Dataset items:

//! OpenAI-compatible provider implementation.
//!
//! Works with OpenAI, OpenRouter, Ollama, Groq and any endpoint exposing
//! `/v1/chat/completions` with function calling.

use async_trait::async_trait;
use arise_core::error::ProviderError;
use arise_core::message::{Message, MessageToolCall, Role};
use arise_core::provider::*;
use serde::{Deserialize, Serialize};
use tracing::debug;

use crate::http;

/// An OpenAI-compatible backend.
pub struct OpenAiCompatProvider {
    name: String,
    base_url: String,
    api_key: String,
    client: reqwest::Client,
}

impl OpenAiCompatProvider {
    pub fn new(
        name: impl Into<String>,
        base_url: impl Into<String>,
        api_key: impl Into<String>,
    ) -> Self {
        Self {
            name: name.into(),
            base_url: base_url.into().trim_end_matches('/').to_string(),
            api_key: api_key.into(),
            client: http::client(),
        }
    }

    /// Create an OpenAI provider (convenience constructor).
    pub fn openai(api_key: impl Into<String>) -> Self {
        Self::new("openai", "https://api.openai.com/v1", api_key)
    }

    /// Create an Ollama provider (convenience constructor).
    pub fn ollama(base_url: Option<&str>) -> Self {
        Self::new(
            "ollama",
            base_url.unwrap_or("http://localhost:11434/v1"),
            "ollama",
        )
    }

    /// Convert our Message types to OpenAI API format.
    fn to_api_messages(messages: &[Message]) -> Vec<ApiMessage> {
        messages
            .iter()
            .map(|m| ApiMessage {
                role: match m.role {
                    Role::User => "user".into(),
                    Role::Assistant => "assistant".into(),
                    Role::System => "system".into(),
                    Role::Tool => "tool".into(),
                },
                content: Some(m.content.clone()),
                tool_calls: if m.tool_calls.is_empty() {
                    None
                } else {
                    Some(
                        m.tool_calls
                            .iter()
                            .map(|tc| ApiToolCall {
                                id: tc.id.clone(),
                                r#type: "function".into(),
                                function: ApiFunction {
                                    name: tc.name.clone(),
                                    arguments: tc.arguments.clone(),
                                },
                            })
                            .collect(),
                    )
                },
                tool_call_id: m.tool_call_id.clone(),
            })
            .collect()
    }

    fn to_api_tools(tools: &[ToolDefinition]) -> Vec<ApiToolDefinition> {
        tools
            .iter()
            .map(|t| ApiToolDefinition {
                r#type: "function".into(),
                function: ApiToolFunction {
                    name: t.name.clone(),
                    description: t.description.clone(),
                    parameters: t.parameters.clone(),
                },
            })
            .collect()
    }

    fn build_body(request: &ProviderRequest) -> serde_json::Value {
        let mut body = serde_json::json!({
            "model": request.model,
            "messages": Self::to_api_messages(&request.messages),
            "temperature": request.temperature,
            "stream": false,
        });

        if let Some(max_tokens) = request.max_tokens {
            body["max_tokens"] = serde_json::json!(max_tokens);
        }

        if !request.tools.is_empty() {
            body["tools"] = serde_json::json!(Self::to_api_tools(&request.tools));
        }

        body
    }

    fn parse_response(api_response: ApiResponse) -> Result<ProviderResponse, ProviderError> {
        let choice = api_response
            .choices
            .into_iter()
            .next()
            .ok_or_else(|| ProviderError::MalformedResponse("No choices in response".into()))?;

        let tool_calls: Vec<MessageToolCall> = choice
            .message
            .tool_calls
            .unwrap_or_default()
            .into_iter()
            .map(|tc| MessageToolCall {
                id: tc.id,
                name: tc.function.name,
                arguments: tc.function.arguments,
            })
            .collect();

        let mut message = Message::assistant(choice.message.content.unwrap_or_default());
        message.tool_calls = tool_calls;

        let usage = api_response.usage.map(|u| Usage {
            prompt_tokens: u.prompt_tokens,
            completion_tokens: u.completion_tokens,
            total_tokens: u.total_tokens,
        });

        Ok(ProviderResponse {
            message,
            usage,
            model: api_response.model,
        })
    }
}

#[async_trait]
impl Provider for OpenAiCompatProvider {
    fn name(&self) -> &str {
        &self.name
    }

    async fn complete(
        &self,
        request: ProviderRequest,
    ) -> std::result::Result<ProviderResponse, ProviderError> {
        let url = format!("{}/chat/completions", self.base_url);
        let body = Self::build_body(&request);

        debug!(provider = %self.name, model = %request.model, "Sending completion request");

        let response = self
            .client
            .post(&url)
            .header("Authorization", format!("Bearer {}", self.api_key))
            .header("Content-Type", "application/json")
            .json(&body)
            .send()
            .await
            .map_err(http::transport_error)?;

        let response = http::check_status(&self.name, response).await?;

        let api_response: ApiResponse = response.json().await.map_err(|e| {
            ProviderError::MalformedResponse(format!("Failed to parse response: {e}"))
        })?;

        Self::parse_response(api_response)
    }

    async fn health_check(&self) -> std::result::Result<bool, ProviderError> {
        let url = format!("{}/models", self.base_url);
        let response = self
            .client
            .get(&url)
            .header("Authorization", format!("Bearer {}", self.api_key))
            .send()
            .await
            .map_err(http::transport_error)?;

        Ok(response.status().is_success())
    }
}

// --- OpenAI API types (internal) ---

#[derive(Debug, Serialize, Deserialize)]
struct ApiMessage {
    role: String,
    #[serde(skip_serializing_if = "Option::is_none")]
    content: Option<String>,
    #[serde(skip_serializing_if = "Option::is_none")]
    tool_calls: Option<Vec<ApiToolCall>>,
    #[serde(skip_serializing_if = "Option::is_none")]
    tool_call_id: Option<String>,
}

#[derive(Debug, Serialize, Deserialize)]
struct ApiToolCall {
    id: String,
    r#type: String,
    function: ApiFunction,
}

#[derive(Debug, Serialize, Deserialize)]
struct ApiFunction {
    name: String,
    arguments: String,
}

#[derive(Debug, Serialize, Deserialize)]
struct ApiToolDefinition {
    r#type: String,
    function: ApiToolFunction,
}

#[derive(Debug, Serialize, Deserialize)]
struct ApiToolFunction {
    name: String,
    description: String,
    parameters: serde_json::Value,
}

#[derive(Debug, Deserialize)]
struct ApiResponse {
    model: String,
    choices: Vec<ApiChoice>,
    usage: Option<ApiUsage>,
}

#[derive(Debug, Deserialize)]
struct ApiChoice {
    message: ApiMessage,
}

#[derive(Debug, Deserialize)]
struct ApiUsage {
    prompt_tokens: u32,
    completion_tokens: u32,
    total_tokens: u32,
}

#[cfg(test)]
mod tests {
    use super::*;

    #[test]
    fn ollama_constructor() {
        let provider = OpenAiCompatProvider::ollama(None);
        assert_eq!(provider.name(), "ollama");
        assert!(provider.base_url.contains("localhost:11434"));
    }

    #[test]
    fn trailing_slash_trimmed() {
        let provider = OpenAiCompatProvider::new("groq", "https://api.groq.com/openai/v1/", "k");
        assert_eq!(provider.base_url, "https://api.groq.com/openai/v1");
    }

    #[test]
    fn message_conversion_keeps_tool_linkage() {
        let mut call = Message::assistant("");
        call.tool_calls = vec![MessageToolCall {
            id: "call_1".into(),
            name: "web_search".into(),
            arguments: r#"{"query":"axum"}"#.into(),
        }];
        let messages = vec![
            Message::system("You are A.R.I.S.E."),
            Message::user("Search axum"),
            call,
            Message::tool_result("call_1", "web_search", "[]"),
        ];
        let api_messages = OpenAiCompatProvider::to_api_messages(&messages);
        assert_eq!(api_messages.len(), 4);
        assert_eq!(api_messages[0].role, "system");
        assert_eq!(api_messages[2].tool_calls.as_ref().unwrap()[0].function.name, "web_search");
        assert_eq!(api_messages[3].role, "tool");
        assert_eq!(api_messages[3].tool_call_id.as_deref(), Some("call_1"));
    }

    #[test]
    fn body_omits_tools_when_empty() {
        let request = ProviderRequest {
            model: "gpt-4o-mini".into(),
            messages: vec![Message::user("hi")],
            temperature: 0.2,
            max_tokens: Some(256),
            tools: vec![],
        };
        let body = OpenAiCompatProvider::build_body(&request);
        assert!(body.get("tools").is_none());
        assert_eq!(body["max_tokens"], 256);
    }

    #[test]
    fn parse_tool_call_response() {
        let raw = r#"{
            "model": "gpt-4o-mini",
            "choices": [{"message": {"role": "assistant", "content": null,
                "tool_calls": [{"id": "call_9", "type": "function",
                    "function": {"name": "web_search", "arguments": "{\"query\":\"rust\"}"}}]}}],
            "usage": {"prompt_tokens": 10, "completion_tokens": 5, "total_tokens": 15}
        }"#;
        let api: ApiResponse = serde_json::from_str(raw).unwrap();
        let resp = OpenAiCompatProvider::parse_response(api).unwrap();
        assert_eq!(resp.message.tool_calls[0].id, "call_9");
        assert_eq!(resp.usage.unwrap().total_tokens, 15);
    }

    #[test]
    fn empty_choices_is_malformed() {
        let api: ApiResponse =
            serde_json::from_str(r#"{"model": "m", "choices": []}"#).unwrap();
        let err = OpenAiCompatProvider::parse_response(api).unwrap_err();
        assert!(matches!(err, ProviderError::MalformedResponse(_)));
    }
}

==

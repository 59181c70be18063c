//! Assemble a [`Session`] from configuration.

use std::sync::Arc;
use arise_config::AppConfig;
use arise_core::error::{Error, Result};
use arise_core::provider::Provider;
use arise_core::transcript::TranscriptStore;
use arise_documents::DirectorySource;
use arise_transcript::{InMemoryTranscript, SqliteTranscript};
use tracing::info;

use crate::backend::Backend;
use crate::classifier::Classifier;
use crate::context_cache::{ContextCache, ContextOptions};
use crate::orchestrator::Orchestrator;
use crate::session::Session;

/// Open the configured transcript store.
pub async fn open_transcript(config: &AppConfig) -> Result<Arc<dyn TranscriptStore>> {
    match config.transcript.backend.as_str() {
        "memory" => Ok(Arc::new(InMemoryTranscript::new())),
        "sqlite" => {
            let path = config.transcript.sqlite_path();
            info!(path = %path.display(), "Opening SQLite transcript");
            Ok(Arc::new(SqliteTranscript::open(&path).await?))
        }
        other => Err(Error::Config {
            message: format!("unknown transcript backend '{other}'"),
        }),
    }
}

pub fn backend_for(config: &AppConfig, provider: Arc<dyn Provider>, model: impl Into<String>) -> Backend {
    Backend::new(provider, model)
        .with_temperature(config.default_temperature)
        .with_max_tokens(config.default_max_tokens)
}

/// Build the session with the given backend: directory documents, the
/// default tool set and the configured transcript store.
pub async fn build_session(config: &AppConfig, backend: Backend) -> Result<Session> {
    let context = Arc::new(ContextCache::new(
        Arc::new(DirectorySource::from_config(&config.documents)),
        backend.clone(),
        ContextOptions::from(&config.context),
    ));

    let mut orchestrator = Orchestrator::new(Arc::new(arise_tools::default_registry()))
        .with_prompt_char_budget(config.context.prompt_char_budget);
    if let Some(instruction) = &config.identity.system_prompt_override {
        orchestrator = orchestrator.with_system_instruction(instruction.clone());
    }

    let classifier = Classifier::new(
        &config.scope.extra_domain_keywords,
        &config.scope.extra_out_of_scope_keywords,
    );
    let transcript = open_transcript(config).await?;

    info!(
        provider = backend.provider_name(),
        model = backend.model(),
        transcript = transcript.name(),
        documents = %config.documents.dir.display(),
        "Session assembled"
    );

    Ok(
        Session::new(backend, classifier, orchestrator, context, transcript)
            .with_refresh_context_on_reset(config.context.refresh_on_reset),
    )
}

→ **WORK ITEM**: With the string "ContextOptions" as the key, filter the data above and show the lines that match.

→ **WRITTEN RESPONSE**:
use crate::context_cache::{ContextCache, ContextOptions};
        ContextOptions::from(&config.context),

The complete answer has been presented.